Comment 5 Radford Neal 2014-09-24 14:33:43 UTC
Regarding the fix to 'while' in eval.c, note that it makes more sense to modify asLogicalNoNA to protect its argument in the rare situation when it actually produces a warning message, avoiding the need to protect all the time in 'while' (and in 'if').  That is what is done in pqR.

Regarding strncpy vs. strcpy, it's generally a bad idea to write code that does things that make no sense, even if they don't actually damage anything, since it's harder for someone reading the code to figure it out when they're distracted by trying to figure out why something is being done when there isn't actually any reason it's being done.
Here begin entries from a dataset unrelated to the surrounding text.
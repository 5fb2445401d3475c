//! Typed configuration loader and path helpers.
//!
//! Uses Figment to merge built-in defaults, `config.toml`, `config.<env>.toml`
//! and `APP_*` env vars (`__` separates nested keys, e.g.
//! `APP_INDEXER__BATCH_SIZE=200`). Provides helpers to expand `~` and `${VAR}`
//! and to resolve relative paths against a known base directory.

use figment::{
    providers::{Env, Format, Serialized, Toml},
    Figment,
};
use serde::{Deserialize, Serialize};
use std::env;
use std::path::{Path, PathBuf};
use std::time::Duration;

use crate::error::{Error, Result};
use crate::retry::RetryPolicy;
use crate::types::AnnConfig;

#[derive(Debug, Clone, Default, PartialEq, Serialize, Deserialize)]
#[serde(default)]
pub struct Config {
    pub store: StoreConfig,
    pub embedding: EmbeddingConfig,
    pub ann: AnnConfig,
    pub indexer: IndexerConfig,
    pub search: SearchConfig,
    pub expansion: ExpansionConfig,
    pub server: ServerConfig,
}

#[derive(Debug, Clone, PartialEq, Serialize, Deserialize)]
#[serde(default)]
pub struct StoreConfig {
    /// LanceDB URI; a local directory for embedded use.
    pub uri: String,
    pub index_name: String,
    pub readiness: RetryPolicy,
}

impl Default for StoreConfig {
    fn default() -> Self {
        Self {
            uri: "data/lancedb".to_string(),
            index_name: "ecommerce_products".to_string(),
            readiness: RetryPolicy::default(),
        }
    }
}

#[derive(Debug, Clone, PartialEq, Serialize, Deserialize)]
#[serde(default)]
pub struct EmbeddingConfig {
    pub model_dir: String,
    /// Smaller model loaded when `model_dir` fails. Its dimension may differ,
    /// so an index built with one model cannot be searched with the other.
    pub fallback_model_dir: Option<String>,
    pub max_len: usize,
    /// Use the hashing embedder instead of loading model weights.
    pub use_fake: bool,
    pub fake_dim: usize,
}

impl Default for EmbeddingConfig {
    fn default() -> Self {
        Self {
            model_dir: "models/paraphrase-multilingual-mpnet-base-v2".to_string(),
            fallback_model_dir: None,
            max_len: 256,
            use_fake: false,
            fake_dim: 768,
        }
    }
}

/// What the batch indexer does when a single record or bulk item fails.
#[derive(Debug, Clone, Copy, PartialEq, Eq, Serialize, Deserialize, Default)]
#[serde(rename_all = "snake_case")]
pub enum FailureMode {
    /// Abort the run on the first failure.
    Strict,
    /// Skip the record, count it, keep going.
    #[default]
    BestEffort,
}

#[derive(Debug, Clone, PartialEq, Serialize, Deserialize)]
#[serde(default)]
pub struct IndexerConfig {
    pub input_path: String,
    pub batch_size: usize,
    pub failure_mode: FailureMode,
}

impl Default for IndexerConfig {
    fn default() -> Self {
        Self { input_path: "products.csv".to_string(), batch_size: 500, failure_mode: FailureMode::BestEffort }
    }
}

#[derive(Debug, Clone, PartialEq, Serialize, Deserialize)]
#[serde(default)]
pub struct SearchConfig {
    pub k: usize,
    /// Cosine similarity floor; hits strictly below it are dropped.
    pub min_score: f32,
    pub nprobes: usize,
}

impl Default for SearchConfig {
    fn default() -> Self {
        Self { k: 10, min_score: 0.3, nprobes: 20 }
    }
}

#[derive(Debug, Clone, PartialEq, Serialize, Deserialize)]
#[serde(default)]
pub struct ExpansionConfig {
    pub enabled: bool,
    pub endpoint: String,
    pub model: String,
    pub timeout_ms: u64,
}

impl Default for ExpansionConfig {
    fn default() -> Self {
        Self {
            enabled: true,
            endpoint: "http://localhost:11434".to_string(),
            model: "llama3.2".to_string(),
            timeout_ms: 5_000,
        }
    }
}

impl ExpansionConfig {
    pub fn timeout(&self) -> Duration { Duration::from_millis(self.timeout_ms) }
}

#[derive(Debug, Clone, PartialEq, Serialize, Deserialize)]
#[serde(default)]
pub struct ServerConfig {
    pub host: String,
    pub port: u16,
}

impl Default for ServerConfig {
    fn default() -> Self {
        Self { host: "127.0.0.1".to_string(), port: 8000 }
    }
}

impl Config {
    pub fn load() -> Result<Self> {
        let env_name = env::var("RUST_ENV").unwrap_or_else(|_| "dev".to_string());
        Self::from_figment(Self::figment(&env_name))
    }

    pub fn figment(env_name: &str) -> Figment {
        let mut figment = Figment::from(Serialized::defaults(Config::default())).merge(Toml::file("config.toml"));
        match env_name {
            "dev" | "development" => figment = figment.merge(Toml::file("config.dev.toml")),
            "prod" | "production" => figment = figment.merge(Toml::file("config.prod.toml")),
            "test" | "testing" => figment = figment.merge(Toml::file("config.test.toml")),
            _ => {}
        }
        figment.merge(Env::prefixed("APP_").split("__"))
    }

    pub fn from_figment(figment: Figment) -> Result<Self> {
        let config: Config = figment
            .extract()
            .map_err(|e| Error::InvalidConfig(e.to_string()))?;
        config.validate()?;
        Ok(config)
    }

    pub fn validate(&self) -> Result<()> {
        let invalid = |msg: &str| Err(Error::InvalidConfig(msg.to_string()));
        if self.store.index_name.trim().is_empty() { return invalid("store.index_name must not be empty"); }
        if self.store.readiness.max_attempts == 0 { return invalid("store.readiness.max_attempts must be at least 1"); }
        if self.indexer.batch_size == 0 { return invalid("indexer.batch_size must be at least 1"); }
        if self.search.k == 0 { return invalid("search.k must be at least 1"); }
        if !self.search.min_score.is_finite() { return invalid("search.min_score must be a finite number"); }
        if self.expansion.enabled && self.expansion.timeout_ms == 0 { return invalid("expansion.timeout_ms must be positive"); }
        if self.embedding.max_len == 0 { return invalid("embedding.max_len must be at least 1"); }
        if self.embedding.use_fake && self.embedding.fake_dim == 0 { return invalid("embedding.fake_dim must be at least 1"); }
        if self.ann.num_edges == 0 || self.ann.ef_construction == 0 || self.ann.num_partitions == 0 {
            return invalid("ann.num_edges, ann.ef_construction and ann.num_partitions must be positive");
        }
        Ok(())
    }
}

/// Expand a user-provided path string:
/// - Expands leading '~' to the user's home directory
/// - Expands ${VAR} and $VAR environment variables
/// - Returns a PathBuf without attempting to canonicalize
pub fn expand_path<S: AsRef<str>>(input: S) -> PathBuf {
    let s = input.as_ref();
    let expanded_env = shellexpand::env(s).unwrap_or(std::borrow::Cow::Borrowed(s));
    let expanded = shellexpand::tilde(&expanded_env);
    PathBuf::from(expanded.as_ref())
}

/// Resolve a possibly relative path against a given base directory after expansion.
/// If `p` is absolute, it's returned as-is; otherwise `base.join(p)` is returned.
pub fn resolve_with_base<S: AsRef<str>>(base: &Path, p: S) -> PathBuf {
    let p = expand_path(p);
    if p.is_absolute() { p } else { base.join(p) }
}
This code is generally not really handling the case of a long path well - for one thing MAX_PATH is not really the maximum path length - but it should at least be written so that the initial truncation is the only truncation.  Obfuscating that it is not truncating later doesn't help anything.
Comment 6 Duncan Murdoch 2014-09-24 14:49:12 UTC
There's one other error I didn't notice:  in the snprintf changes in gram.y (and so gram.c), the order of arguments was wrong.  This is already committed, so I'll need another commit for the fixes.

I'll make the asLogicalNoNA change as Radford suggests.
Comment 7 Karl Millar 2014-09-24 15:19:04 UTC
My apologies for the wrong argument order bug, and thanks Radford for pointing out improvements.

On the question of strcpy vs strncpy, personally, I think strcpy should never be used, whether or not it's needed.

Using strcpy, when the author knows that the string fits, works fine if the code is written once and never updated, but when you start updating the code it's simply too easy for bugs to creep in.  Furthermore, it's hard to quickly find the issues, since grepping the code for potentially dangerous calls returns many results, which have to be manually inspected to tell if they're buggy or not.

As Radford points out, this makes the code a little less clear, but IMHO we generally ought to favour correctness and robustness over readability in the occasional cases like this where they're at odds with each other, and if it's done consistently, the cognitive overhead is fairly low.

Frankly, strncpy should never be used either, as it's also pretty error prone.  The right thing to do would be to define a 'safe_strncpy' or similar that ensures the result is always terminated, and use that exclusively.  Or use C++ and std::string which obviates these types of issues entirely ;-)
Comment 8 Duncan Murdoch 2014-09-24 17:41:16 UTC
These changes (i.e. Karl's original submission, revised as noted in comment 6) are now committed to both R-devel and R-patched.